Crawford has scheduled a hearing for Thursday to hear arguments.
What’s behind the legal fight is that the 2000 voter-approved system requires legislative leaders every 10 years — after each census — to choose members of the redistricting commission.
But they must select from those nominated by the separate Commission on Appellate Court Appointments, the group Catlett represents. That panel forwarded the names of 10 Republicans, 10 Democrats and five political independents.
The majority and minority leaders of both houses each pick one. Then those four name a fifth from the list of political independents.
What makes all this critical is the redistricting panel has the power to determine the political direction of the state for the coming decade. That’s because its members can draw lines that give one party or the other an edge during elections based on political registration.
Crawford needs to make at least one decision immediately: whether to bring the selection process to a halt while she considers the qualifications of Wilson and Loquvam.
The Arizona Constitution gives the first pick to the speaker of the House. But once that selection is made, each successive choice — the House minority leader, the Senate president and the Senate minority leader — has to be made within seven days or that person forfeits the pick.
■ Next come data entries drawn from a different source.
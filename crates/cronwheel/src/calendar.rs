//! Calendars: inclusion filters applied to trigger fire times.
//!
//! A calendar answers whether an instant is acceptable for firing; excluded
//! instants (holidays, blackout days) are skipped by advancing the trigger
//! to its next fire time. Calendars chain through an optional base: an
//! instant is included only if the whole chain includes it.

use std::collections::{BTreeSet, HashSet};
use std::sync::Arc;

use chrono::{DateTime, Datelike, Duration, NaiveDate, TimeZone, Utc, Weekday};

use crate::error::{Result, SchedulerError};

pub trait Calendar: Send + Sync {
    /// The calendar this one refines, if any.
    fn base(&self) -> Option<&Arc<dyn Calendar>> {
        None
    }

    /// Whether `instant` is acceptable for firing, consulting the base
    /// calendar first.
    fn is_time_included(&self, instant: DateTime<Utc>) -> bool;

    /// First included instant at or after `instant`. Used to report how far
    /// a blackout extends; trigger advancement itself walks fire times.
    fn next_included_time(&self, instant: DateTime<Utc>) -> DateTime<Utc>;
}

fn date_of(instant: DateTime<Utc>) -> NaiveDate {
    instant.date_naive()
}

fn start_of_day(date: NaiveDate) -> DateTime<Utc> {
    Utc.from_utc_datetime(&date.and_hms_opt(0, 0, 0).expect("midnight is valid"))
}

/// Excludes whole days of the week (civil days in UTC).
pub struct WeeklyCalendar {
    excluded: HashSet<Weekday>,
    base: Option<Arc<dyn Calendar>>,
}

impl WeeklyCalendar {
    /// Errors when every day of the week is excluded, which would leave no
    /// fire time includable.
    pub fn new(excluded: impl IntoIterator<Item = Weekday>) -> Result<Self> {
        let excluded: HashSet<Weekday> = excluded.into_iter().collect();
        if excluded.len() == 7 {
            return Err(SchedulerError::InvalidConfiguration(
                "weekly calendar excludes every day of the week".to_string(),
            ));
        }
        Ok(Self {
            excluded,
            base: None,
        })
    }

    pub fn with_base(mut self, base: Arc<dyn Calendar>) -> Self {
        self.base = Some(base);
        self
    }
}

impl Calendar for WeeklyCalendar {
    fn base(&self) -> Option<&Arc<dyn Calendar>> {
        self.base.as_ref()
    }

    fn is_time_included(&self, instant: DateTime<Utc>) -> bool {
        if let Some(base) = &self.base {
            if !base.is_time_included(instant) {
                return false;
            }
        }
        !self.excluded.contains(&date_of(instant).weekday())
    }

    fn next_included_time(&self, instant: DateTime<Utc>) -> DateTime<Utc> {
        let mut t = instant;
        while !self.is_time_included(t) {
            // Excluded instants are excluded for the whole civil day.
            t = start_of_day(date_of(t) + Duration::days(1));
        }
        t
    }
}

/// Excludes specific dates (civil days in UTC).
pub struct HolidayCalendar {
    excluded: BTreeSet<NaiveDate>,
    base: Option<Arc<dyn Calendar>>,
}

impl HolidayCalendar {
    pub fn new(excluded: impl IntoIterator<Item = NaiveDate>) -> Self {
        Self {
            excluded: excluded.into_iter().collect(),
            base: None,
        }
    }

    pub fn with_base(mut self, base: Arc<dyn Calendar>) -> Self {
        self.base = Some(base);
        self
    }

    pub fn add_excluded_date(&mut self, date: NaiveDate) {
        self.excluded.insert(date);
    }
}

impl Calendar for HolidayCalendar {
    fn base(&self) -> Option<&Arc<dyn Calendar>> {
        self.base.as_ref()
    }

    fn is_time_included(&self, instant: DateTime<Utc>) -> bool {
        if let Some(base) = &self.base {
            if !base.is_time_included(instant) {
                return false;
            }
        }
        !self.excluded.contains(&date_of(instant))
    }

    fn next_included_time(&self, instant: DateTime<Utc>) -> DateTime<Utc> {
        let mut t = instant;
        while !self.is_time_included(t) {
            t = start_of_day(date_of(t) + Duration::days(1));
        }
        t
    }
}

#[cfg(test)]
mod tests {
    use super::*;

    fn utc(s: &str) -> DateTime<Utc> {
        s.parse().expect("test timestamp")
    }

    #[test]
    fn weekly_excludes_weekends() {
        let cal = WeeklyCalendar::new([Weekday::Sat, Weekday::Sun]).unwrap();
        // 2024-01-06 is a Saturday.
        assert!(!cal.is_time_included(utc("2024-01-06T10:00:00Z")));
        assert!(cal.is_time_included(utc("2024-01-08T10:00:00Z")));
    }

    #[test]
    fn weekly_next_included_lands_on_monday() {
        let cal = WeeklyCalendar::new([Weekday::Sat, Weekday::Sun]).unwrap();
        let next = cal.next_included_time(utc("2024-01-06T10:00:00Z"));
        assert_eq!(next, utc("2024-01-08T00:00:00Z"));
    }

    #[test]
    fn weekly_rejects_all_days_excluded() {
        let all = [
            Weekday::Mon,
            Weekday::Tue,
            Weekday::Wed,
            Weekday::Thu,
            Weekday::Fri,
            Weekday::Sat,
            Weekday::Sun,
        ];
        assert!(WeeklyCalendar::new(all).is_err());
    }

    #[test]
    fn holiday_excludes_single_date() {
        let cal = HolidayCalendar::new([NaiveDate::from_ymd_opt(2024, 12, 25).unwrap()]);
        assert!(!cal.is_time_included(utc("2024-12-25T09:00:00Z")));
        assert!(cal.is_time_included(utc("2024-12-26T09:00:00Z")));
    }

    #[test]
    fn chained_calendars_combine_exclusions() {
        let weekends: Arc<dyn Calendar> =
            Arc::new(WeeklyCalendar::new([Weekday::Sat, Weekday::Sun]).unwrap());
        let cal = HolidayCalendar::new([NaiveDate::from_ymd_opt(2024, 1, 8).unwrap()])
            .with_base(weekends);
        // Saturday excluded by the base, the 8th by the holiday itself.
        assert!(!cal.is_time_included(utc("2024-01-06T10:00:00Z")));
        assert!(!cal.is_time_included(utc("2024-01-08T10:00:00Z")));
        assert!(cal.is_time_included(utc("2024-01-09T10:00:00Z")));
    }
}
House Speaker Rusty Bowers started the clock running Oct. 22 with his selection of Tucson developer David Mehl. Unless Crawford stops the clock, Fernandez needs to make her choice this Thursday or get no role at all in the process.
But Catlett is telling Crawford that delaying the process while she decides whether Wilson or Loquvam are legally nominated “would require the court to unilaterally and unfairly alter the constitutional selection deadlines.”